2024 Education International World Congress
Queensland Teachers' Journal, Vol 129 No 6, 23 August 2024, page 12.
From 29 July to 2 August, more than 1,200 teacher unionists from 150 countries met for the 10th World Congress of the global teachers’ union, Education International (EI), in Buenos Aires, Argentina.
The Education International (EI) World Congress normally meets every four years, however the implications of the COVID-19 pandemic led to the postponement of the in-person congress by one year and resulted in the EI 9th World Congress being online in 2023.
In the opening address we heard from former Australian Education Union (AEU) Federal Secretary and EI President Susan Hopgood, who reinforced the importance of the theme of the congress - Growing Our Unions, Elevating Our Profession, Defending Democracy – and emphasised the role of unions in shaping the future.
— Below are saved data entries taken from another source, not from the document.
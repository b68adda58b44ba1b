//! Watch Session - turns file changes into rebuilds
//!
//! Started after the `watch` task has run: its watch leaves have filled the
//! executor's plan, which decides what to observe and what to rebuild.

use anyhow::Result;
use gild_core::{ExecError, Executor, TaskKey, WatchPlan};
use std::path::PathBuf;
use tokio::task::JoinHandle;
use tracing::{debug, error, info, warn};

use crate::watcher::{FileChange, FileWatcher};

/// Poll interval of the session loop
const POLL_INTERVAL_MS: u64 = 100;

pub struct WatchSession {
    executor: Executor,
    plan: WatchPlan,
    watcher: FileWatcher,
}

impl WatchSession {
    /// Snapshot the executor's watch plan
    pub async fn new(executor: Executor) -> Self {
        let plan = executor.watch_plan().await;
        let watcher = FileWatcher::new(plan.roots());
        Self {
            executor,
            plan,
            watcher,
        }
    }

    pub fn plan(&self) -> &WatchPlan {
        &self.plan
    }

    /// Watch until ctrl-c
    pub async fn run(&mut self) -> Result<()> {
        if self.plan.is_empty() {
            warn!("Nothing to watch");
            return Ok(());
        }

        let watched = self.watcher.start()?;
        info!(
            "Watching {} directories for {} subscriptions",
            watched,
            self.plan.len()
        );

        loop {
            tokio::select! {
                _ = tokio::signal::ctrl_c() => {
                    info!("Stopping watch session");
                    break;
                }

                // Poll for file changes periodically
                _ = tokio::time::sleep(tokio::time::Duration::from_millis(POLL_INTERVAL_MS)) => {
                    let paths = changed_paths(self.watcher.poll());
                    if !paths.is_empty() {
                        self.dispatch(&paths);
                    }
                }
            }
        }

        self.watcher.stop();
        Ok(())
    }

    /// Start one rebuild per target touched by this batch of changes.
    ///
    /// Rebuilds are not awaited; overlapping rebuilds of the same target
    /// are allowed.
    pub fn dispatch(&self, paths: &[PathBuf]) -> Vec<JoinHandle<Result<(), ExecError>>> {
        targets(&self.plan, paths)
            .into_iter()
            .map(|target| {
                let executor = self.executor.clone();
                tokio::spawn(async move { rebuild(executor, target).await })
            })
            .collect()
    }
}

/// Paths of a batch of changes, in arrival order
fn changed_paths(changes: Vec<FileChange>) -> Vec<PathBuf> {
    changes
        .into_iter()
        .map(|change| {
            debug!("{:?}: {:?}", change.kind, change.path);
            change.path
        })
        .collect()
}

/// Targets for a batch of changed paths, first-match order, no repeats
pub fn targets(plan: &WatchPlan, paths: &[PathBuf]) -> Vec<TaskKey> {
    let mut out: Vec<TaskKey> = Vec::new();
    for path in paths {
        for target in plan.targets_for(path) {
            debug!("{:?} → {}", path, target);
            if !out.contains(target) {
                out.push(target.clone());
            }
        }
    }
    out
}

async fn rebuild(executor: Executor, target: TaskKey) -> Result<(), ExecError> {
    info!("🔄 Rebuilding {}", target);
    match executor.run_key(&target).await {
        Ok(report) => {
            info!("✅ {} rebuilt in {:?}", target, report.duration);
            Ok(())
        }
        Err(e) => {
            error!("❌ {}", e);
            Err(e)
        }
    }
}

#[cfg(test)]
mod tests {
    use super::*;
    use crate::watcher::ChangeKind;
    use gild_core::globs::within;
    use gild_core::{Action, AssetKind, DefaultToolchain, Role, TaskDef, TaskRegistry, Variant};
    use std::path::Path;
    use std::sync::Arc;
    use tempfile::TempDir;

    fn scripts(set: &str, role: Role) -> TaskKey {
        TaskKey::leaf("parent", AssetKind::Scripts, Variant::Set(set.into()), role)
    }

    /// Registry with a concat build leaf and a watch leaf per set
    fn registry(root: &Path) -> TaskRegistry {
        let mut registry = TaskRegistry::new();
        let mut watchers = Vec::new();

        for set in ["main", "admin"] {
            let dir = root.join("scripts").join(set);
            std::fs::create_dir_all(&dir).unwrap();
            std::fs::write(dir.join("a.js"), format!("var {set} = 1")).unwrap();

            let pattern = within(&dir, "**/*.js");
            registry
                .register(TaskDef::action(
                    scripts(set, Role::Build),
                    Action::ConcatScripts {
                        patterns: vec![pattern.clone()],
                        output: root.join("_").join(format!("{set}.js")),
                        minify: false,
                    },
                ))
                .unwrap();
            registry
                .register(TaskDef::action(
                    scripts(set, Role::Watch),
                    Action::Watch {
                        patterns: vec![pattern],
                        target: scripts(set, Role::Build),
                    },
                ))
                .unwrap();
            watchers.push(scripts(set, Role::Watch));
        }

        registry
            .register(TaskDef::parallel(TaskKey::root(Role::Watch), watchers))
            .unwrap();
        registry
    }

    async fn session(root: &Path) -> WatchSession {
        let executor = Executor::new(
            Arc::new(registry(root)),
            Arc::new(DefaultToolchain::default()),
            2,
        );
        executor.run("watch").await.unwrap();
        WatchSession::new(executor).await
    }

    #[tokio::test]
    async fn test_targets_deduplicated_per_batch() {
        let dir = TempDir::new().unwrap();
        let root = dir.path();
        let session = session(root).await;

        let batch = vec![
            root.join("scripts/main/a.js"),
            root.join("scripts/main/lib/b.js"),
            root.join("scripts/admin/a.js"),
            root.join("scripts/main/a.js"),
            root.join("scripts/main/notes.txt"),
        ];

        assert_eq!(
            targets(session.plan(), &batch),
            vec![scripts("main", Role::Build), scripts("admin", Role::Build)]
        );
        assert_eq!(session.plan().roots().len(), 2);
    }

    #[tokio::test]
    async fn test_dispatch_rebuilds_only_matching_set() {
        let dir = TempDir::new().unwrap();
        let root = dir.path();
        let session = session(root).await;

        let handles = session.dispatch(&[root.join("scripts/admin/a.js")]);
        assert_eq!(handles.len(), 1);
        for handle in handles {
            handle.await.unwrap().unwrap();
        }

        assert!(root.join("_/admin.js").exists());
        assert!(!root.join("_/main.js").exists());
    }

    #[test]
    fn test_changed_paths_keep_every_kind() {
        let change = |path: &str, kind| FileChange {
            path: PathBuf::from(path),
            kind,
        };
        let batch = vec![
            change("/t/a.scss", ChangeKind::Create),
            change("/t/b.scss", ChangeKind::Delete),
            change("/t/a.scss", ChangeKind::Modify),
        ];

        assert_eq!(
            changed_paths(batch),
            vec![PathBuf::from("/t/a.scss"), PathBuf::from("/t/b.scss"), PathBuf::from("/t/a.scss")]
        );
    }

    #[tokio::test]
    async fn test_unmatched_batch_dispatches_nothing() {
        let dir = TempDir::new().unwrap();
        let root = dir.path();
        let session = session(root).await;

        assert!(session.dispatch(&[root.join("styles/main/main.scss")]).is_empty());
    }
}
Many of the issues that teachers and school-leaders are facing globally are being faced in Queensland too. These include the teacher shortage crisis, the impact of the climate crisis (which is wreaking havoc across many regions, leaving classrooms destroyed and millions of teachers and students displaced), and the advent of technology, not as a substitute for a teacher but as a transformative force in education integrated through active and human-centred teaching and learning practices.
“Without teachers and their unions, you cannot have truth, trust or democracy.” David Edwards, General Secretary of EI, reflected on the historic United Nations (UN) Secretary-General’s High-Level Panel on the Teaching Profession, which was convened in response to the education crisis. EI was the voice of the profession on the panel, a voice that was heard loud and clear.
The panel discovered that, while the world will need 44 million additional primary and secondary teachers by 2030 to reach United Nations Sustainable Development Goal targets on education; more teachers are leaving, and fewer people are joining the profession.
The panel made 59 landmark recommendations that call for urgent government action to end the global shortage, strengthen the profession, and ensure teachers are valued and respected. They are broad and progressive. The panel calls on governments to take urgent action on:
- pay and conditions
- professional practice
- gender, equity, and diversity
- social dialogue and collective bargaining
- technology and the future work in education
- education financing.
The recommendations are the result of persistent union advocacy and calls for the creation of national commissions that bring together teacher unions and governments to address critical issues in education and monitor the implementation of the recommendations. Although these recommendations are welcome, they will not become a reality without financing.
Education unions around the world are joining forces to build inclusive quality public education for all by mobilising to fully fund public education systems and resist budget cuts, austerity, and privatisation. The “Go Public! Fund Education” campaign is an urgent call for governments to invest in public education, a fundamental human right and public good, and to invest more in teachers, the single most important factor in achieving quality education.
This means guaranteeing labour rights and ensuring good working conditions, as well as manageable workloads and competitive salaries for teachers and education workers. It also means valuing teachers, respecting teachers, ensuring they are central to decision-making, and trusting their pedagogical expertise.
Globally, unions are working together across borders to guarantee every student’s right to a well-supported qualified teacher and a quality learning environment. Funding public education improves pay, working conditions, and empowers teachers and education personnel to stay and thrive in the profession they love and the world needs.